----- DATA EXTRACT -----

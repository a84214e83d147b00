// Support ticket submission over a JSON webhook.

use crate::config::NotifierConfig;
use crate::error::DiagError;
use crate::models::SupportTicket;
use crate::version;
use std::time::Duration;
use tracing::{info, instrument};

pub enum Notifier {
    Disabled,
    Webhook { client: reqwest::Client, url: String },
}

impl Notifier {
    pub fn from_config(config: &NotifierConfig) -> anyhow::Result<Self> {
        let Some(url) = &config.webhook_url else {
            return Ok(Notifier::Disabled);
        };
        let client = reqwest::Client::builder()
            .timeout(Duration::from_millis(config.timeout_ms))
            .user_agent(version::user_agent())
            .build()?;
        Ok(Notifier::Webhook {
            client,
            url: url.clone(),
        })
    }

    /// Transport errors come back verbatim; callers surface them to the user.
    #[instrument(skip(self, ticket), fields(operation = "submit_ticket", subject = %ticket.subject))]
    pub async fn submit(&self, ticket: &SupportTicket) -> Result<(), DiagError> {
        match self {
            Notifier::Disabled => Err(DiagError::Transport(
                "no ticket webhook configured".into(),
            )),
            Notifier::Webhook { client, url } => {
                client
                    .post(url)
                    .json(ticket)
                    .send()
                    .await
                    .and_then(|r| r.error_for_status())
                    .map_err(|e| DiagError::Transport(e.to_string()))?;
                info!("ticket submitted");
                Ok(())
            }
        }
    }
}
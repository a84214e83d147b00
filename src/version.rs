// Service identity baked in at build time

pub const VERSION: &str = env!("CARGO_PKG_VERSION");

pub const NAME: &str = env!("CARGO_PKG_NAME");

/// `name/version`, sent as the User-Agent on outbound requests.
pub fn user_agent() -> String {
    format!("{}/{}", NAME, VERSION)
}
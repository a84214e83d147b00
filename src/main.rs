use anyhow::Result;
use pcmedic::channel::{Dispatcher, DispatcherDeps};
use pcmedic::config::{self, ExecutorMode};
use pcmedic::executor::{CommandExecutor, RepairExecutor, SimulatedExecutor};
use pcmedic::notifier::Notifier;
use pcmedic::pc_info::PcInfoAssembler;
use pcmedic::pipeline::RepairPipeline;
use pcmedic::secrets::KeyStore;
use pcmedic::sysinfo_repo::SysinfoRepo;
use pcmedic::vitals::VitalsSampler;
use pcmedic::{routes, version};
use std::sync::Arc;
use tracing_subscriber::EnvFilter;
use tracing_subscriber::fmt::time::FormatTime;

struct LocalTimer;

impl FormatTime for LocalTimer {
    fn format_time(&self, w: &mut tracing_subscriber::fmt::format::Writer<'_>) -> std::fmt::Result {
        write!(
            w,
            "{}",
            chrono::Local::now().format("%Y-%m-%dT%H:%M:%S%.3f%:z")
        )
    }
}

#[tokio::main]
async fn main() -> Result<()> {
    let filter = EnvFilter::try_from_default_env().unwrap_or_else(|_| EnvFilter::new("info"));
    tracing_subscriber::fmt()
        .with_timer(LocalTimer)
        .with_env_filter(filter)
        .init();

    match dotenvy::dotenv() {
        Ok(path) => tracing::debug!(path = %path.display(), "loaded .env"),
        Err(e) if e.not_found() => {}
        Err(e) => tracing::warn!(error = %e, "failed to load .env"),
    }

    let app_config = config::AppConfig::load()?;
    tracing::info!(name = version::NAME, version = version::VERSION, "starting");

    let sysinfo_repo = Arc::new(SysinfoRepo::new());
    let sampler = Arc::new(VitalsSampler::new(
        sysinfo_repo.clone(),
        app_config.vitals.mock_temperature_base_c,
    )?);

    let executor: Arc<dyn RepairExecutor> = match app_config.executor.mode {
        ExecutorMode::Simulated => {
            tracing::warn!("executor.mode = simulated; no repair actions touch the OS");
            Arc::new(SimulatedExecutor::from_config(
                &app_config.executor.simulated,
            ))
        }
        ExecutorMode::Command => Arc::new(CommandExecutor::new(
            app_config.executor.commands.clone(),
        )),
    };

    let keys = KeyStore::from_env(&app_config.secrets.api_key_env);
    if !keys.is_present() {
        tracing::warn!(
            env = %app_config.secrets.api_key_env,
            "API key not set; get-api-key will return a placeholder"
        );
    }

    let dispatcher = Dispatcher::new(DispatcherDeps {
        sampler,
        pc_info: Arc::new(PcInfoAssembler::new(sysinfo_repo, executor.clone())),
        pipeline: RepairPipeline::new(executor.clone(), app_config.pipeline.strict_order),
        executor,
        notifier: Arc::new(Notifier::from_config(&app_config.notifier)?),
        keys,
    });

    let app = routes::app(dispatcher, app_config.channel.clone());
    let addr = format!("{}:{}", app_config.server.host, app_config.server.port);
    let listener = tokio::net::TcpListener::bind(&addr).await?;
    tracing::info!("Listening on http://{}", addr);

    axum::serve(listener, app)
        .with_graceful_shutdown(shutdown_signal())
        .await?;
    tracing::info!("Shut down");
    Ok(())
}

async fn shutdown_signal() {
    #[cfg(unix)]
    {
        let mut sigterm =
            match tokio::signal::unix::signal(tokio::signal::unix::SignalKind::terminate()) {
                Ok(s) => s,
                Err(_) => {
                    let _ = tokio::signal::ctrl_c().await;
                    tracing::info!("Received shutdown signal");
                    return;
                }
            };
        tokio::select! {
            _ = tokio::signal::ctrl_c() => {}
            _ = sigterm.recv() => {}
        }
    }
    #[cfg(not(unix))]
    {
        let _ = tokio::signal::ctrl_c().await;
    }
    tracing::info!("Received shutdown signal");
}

-----

> [AIM OF THE EXERCISE] Every record, from the first to the last, should be transcribed exactly.

> [RESPONSE TO THE EXERCISE]
repository a84214e83d147b00
// Support ticket submission over a JSON webhook.

use crate::config::NotifierConfig;
use crate::error::DiagError;
use crate::models::SupportTicket;
use crate::version;
use std::time::Duration;
use tracing::{info, instrument};

pub enum Notifier {
    Disabled,
    Webhook { client: reqwest::Client, url: String },
}

impl Notifier {
    pub fn from_config(config: &NotifierConfig) -> anyhow::Result<Self> {
        let Some(url) = &config.webhook_url else {
            return Ok(Notifier::Disabled);
        };
        let client = reqwest::Client::builder()
            .timeout(Duration::from_millis(config.timeout_ms))
            .user_agent(version::user_agent())
            .build()?;
        Ok(Notifier::Webhook {
            client,
            url: url.clone(),
        })
    }

    /// Transport errors come back verbatim; callers surface them to the user.
    #[instrument(skip(self, ticket), fields(operation = "submit_ticket", subject = %ticket.subject))]
    pub async fn submit(&self, ticket: &SupportTicket) -> Result<(), DiagError> {
        match self {
            Notifier::Disabled => Err(DiagError::Transport(
                "no ticket webhook configured".into(),
            )),
            Notifier::Webhook { client, url } => {
                client
                    .post(url)
                    .json(ticket)
                    .send()
                    .await
                    .and_then(|r| r.error_for_status())
                    .map_err(|e| DiagError::Transport(e.to_string()))?;
                info!("ticket submitted");
                Ok(())
            }
        }
    }
}
repository a84214e83d147b00
filename src/version.rs
// Service identity baked in at build time

pub const VERSION: &str = env!("CARGO_PKG_VERSION");

pub const NAME: &str = env!("CARGO_PKG_NAME");

/// `name/version`, sent as the User-Agent on outbound requests.
pub fn user_agent() -> String {
    format!("{}/{}", NAME, VERSION)
}
repository a84214e83d147b00
filename src/main.rs
use anyhow::Result;
use pcmedic::channel::{Dispatcher, DispatcherDeps};
use pcmedic::config::{self, ExecutorMode};
use pcmedic::executor::{CommandExecutor, RepairExecutor, SimulatedExecutor};
use pcmedic::notifier::Notifier;
use pcmedic::pc_info::PcInfoAssembler;
use pcmedic::pipeline::RepairPipeline;
use pcmedic::secrets::KeyStore;
use pcmedic::sysinfo_repo::SysinfoRepo;
use pcmedic::vitals::VitalsSampler;
use pcmedic::{routes, version};
use std::sync::Arc;
use tracing_subscriber::EnvFilter;
use tracing_subscriber::fmt::time::FormatTime;

struct LocalTimer;

impl FormatTime for LocalTimer {
    fn format_time(&self, w: &mut tracing_subscriber::fmt::format::Writer<'_>) -> std::fmt::Result {
        write!(
            w,
            "{}",
            chrono::Local::now().format("%Y-%m-%dT%H:%M:%S%.3f%:z")
        )
    }
}

#[tokio::main]
async fn main() -> Result<()> {
    let filter = EnvFilter::try_from_default_env().unwrap_or_else(|_| EnvFilter::new("info"));
    tracing_subscriber::fmt()
        .with_timer(LocalTimer)
        .with_env_filter(filter)
        .init();

    match dotenvy::dotenv() {
        Ok(path) => tracing::debug!(path = %path.display(), "loaded .env"),
        Err(e) if e.not_found() => {}
        Err(e) => tracing::warn!(error = %e, "failed to load .env"),
    }

    let app_config = config::AppConfig::load()?;
    tracing::info!(name = version::NAME, version = version::VERSION, "starting");

    let sysinfo_repo = Arc::new(SysinfoRepo::new());
    let sampler = Arc::new(VitalsSampler::new(
        sysinfo_repo.clone(),
        app_config.vitals.mock_temperature_base_c,
    )?);

    let executor: Arc<dyn RepairExecutor> = match app_config.executor.mode {
        ExecutorMode::Simulated => {
            tracing::warn!("executor.mode = simulated; no repair actions touch the OS");
            Arc::new(SimulatedExecutor::from_config(
                &app_config.executor.simulated,
            ))
        }
        ExecutorMode::Command => Arc::new(CommandExecutor::new(
            app_config.executor.commands.clone(),
        )),
    };

    let keys = KeyStore::from_env(&app_config.secrets.api_key_env);
    if !keys.is_present() {
        tracing::warn!(
            env = %app_config.secrets.api_key_env,
            "API key not set; get-api-key will return a placeholder"
        );
    }

    let dispatcher = Dispatcher::new(DispatcherDeps {
        sampler,
        pc_info: Arc::new(PcInfoAssembler::new(sysinfo_repo, executor.clone())),
        pipeline: RepairPipeline::new(executor.clone(), app_config.pipeline.strict_order),
        executor,
        notifier: Arc::new(Notifier::from_config(&app_config.notifier)?),
        keys,
    });

    let app = routes::app(dispatcher, app_config.channel.clone());
    let addr = format!("{}:{}", app_config.server.host, app_config.server.port);
    let listener = tokio::net::TcpListener::bind(&addr).await?;
    tracing::info!("Listening on http://{}", addr);

    axum::serve(listener, app)
        .with_graceful_shutdown(shutdown_signal())
        .await?;
    tracing::info!("Shut down");
    Ok(())
}

async fn shutdown_signal() {
    #[cfg(unix)]
    {
        let mut sigterm =
            match tokio::signal::unix::signal(tokio::signal::unix::SignalKind::terminate()) {
                Ok(s) => s,
                Err(_) => {
                    let _ = tokio::signal::ctrl_c().await;
                    tracing::info!("Received shutdown signal");
                    return;
                }
            };
        tokio::select! {
            _ = tokio::signal::ctrl_c() => {}
            _ = sigterm.recv() => {}
        }
    }
    #[cfg(not(unix))]
    {
        let _ = tokio::signal::ctrl_c().await;
    }
    tracing::info!("Received shutdown signal");
}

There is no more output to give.